---- Extracted records
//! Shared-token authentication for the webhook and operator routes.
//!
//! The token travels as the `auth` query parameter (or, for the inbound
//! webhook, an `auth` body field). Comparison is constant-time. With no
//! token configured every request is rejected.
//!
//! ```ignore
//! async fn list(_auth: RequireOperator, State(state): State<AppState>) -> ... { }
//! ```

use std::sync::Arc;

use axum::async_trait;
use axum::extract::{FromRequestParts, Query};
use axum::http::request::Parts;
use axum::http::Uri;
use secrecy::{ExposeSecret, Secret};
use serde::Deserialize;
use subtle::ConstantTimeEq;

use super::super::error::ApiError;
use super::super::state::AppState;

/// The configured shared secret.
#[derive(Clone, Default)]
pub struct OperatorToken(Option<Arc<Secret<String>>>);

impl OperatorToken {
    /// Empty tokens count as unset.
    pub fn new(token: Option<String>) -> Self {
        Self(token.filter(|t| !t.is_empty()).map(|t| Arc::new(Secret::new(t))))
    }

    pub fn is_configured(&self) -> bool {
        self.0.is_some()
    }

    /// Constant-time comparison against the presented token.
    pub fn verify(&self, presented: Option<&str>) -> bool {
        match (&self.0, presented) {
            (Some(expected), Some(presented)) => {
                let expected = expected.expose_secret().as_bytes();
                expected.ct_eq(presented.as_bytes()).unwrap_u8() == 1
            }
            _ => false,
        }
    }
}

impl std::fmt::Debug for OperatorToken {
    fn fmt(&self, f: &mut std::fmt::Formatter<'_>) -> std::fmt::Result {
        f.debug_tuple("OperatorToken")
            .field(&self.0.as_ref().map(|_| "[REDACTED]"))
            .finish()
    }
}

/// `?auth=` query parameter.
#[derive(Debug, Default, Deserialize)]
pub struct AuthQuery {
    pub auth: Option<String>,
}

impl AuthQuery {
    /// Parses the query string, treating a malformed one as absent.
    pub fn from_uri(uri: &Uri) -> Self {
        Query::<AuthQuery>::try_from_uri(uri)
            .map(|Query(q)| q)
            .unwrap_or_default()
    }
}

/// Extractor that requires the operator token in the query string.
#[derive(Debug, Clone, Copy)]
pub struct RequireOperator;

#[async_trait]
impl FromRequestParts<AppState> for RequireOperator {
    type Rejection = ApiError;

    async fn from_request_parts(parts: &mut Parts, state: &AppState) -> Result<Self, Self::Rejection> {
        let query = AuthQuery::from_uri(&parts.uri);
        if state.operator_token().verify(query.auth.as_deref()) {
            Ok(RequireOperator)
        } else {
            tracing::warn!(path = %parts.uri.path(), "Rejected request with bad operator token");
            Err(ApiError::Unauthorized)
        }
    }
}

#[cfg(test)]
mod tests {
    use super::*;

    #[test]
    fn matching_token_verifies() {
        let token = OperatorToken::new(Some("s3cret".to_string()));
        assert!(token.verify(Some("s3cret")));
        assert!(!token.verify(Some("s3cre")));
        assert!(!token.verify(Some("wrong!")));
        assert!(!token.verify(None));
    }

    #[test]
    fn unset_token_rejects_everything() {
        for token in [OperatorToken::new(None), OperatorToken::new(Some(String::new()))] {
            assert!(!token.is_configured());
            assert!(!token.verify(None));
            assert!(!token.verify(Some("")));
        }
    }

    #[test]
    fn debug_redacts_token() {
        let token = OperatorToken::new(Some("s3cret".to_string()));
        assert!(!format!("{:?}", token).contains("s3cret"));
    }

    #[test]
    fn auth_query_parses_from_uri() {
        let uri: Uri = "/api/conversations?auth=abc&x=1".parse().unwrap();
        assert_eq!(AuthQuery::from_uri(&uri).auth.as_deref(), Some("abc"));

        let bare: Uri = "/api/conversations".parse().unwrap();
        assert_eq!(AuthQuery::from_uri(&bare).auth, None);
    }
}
--------
---- Extracted records
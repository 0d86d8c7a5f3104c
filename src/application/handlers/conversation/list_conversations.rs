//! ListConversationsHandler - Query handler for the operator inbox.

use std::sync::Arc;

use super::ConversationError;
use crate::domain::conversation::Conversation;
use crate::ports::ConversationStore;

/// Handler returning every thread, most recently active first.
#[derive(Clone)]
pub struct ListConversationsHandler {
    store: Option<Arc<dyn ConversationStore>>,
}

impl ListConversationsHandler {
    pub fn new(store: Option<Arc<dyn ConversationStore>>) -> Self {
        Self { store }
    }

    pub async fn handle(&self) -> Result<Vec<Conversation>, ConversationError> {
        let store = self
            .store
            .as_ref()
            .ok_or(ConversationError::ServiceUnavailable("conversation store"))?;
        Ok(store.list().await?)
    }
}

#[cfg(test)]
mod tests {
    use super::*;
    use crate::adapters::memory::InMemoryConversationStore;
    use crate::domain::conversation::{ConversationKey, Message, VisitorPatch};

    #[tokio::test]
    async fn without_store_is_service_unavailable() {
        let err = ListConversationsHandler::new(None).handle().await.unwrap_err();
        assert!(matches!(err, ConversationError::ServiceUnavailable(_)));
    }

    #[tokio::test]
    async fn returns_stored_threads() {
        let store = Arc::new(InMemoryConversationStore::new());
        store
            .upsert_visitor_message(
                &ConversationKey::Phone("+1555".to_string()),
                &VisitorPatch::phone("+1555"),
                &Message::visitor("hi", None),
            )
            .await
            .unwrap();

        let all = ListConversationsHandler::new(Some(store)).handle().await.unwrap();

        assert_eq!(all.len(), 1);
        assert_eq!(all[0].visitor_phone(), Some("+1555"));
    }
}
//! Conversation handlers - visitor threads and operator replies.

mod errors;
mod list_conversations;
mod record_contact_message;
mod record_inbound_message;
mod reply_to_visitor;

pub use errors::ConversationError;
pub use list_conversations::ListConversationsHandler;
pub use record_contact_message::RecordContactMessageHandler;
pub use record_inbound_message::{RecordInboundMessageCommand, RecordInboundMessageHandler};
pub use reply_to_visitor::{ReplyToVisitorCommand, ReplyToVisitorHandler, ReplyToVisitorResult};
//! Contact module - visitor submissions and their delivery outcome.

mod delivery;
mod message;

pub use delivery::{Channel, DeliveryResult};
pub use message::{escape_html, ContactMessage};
--------
### Exercise prompt
From the entries above, show each line that includes the string "bool".

### Task result
    pub fn is_configured(&self) -> bool {
    pub fn verify(&self, presented: Option<&str>) -> bool {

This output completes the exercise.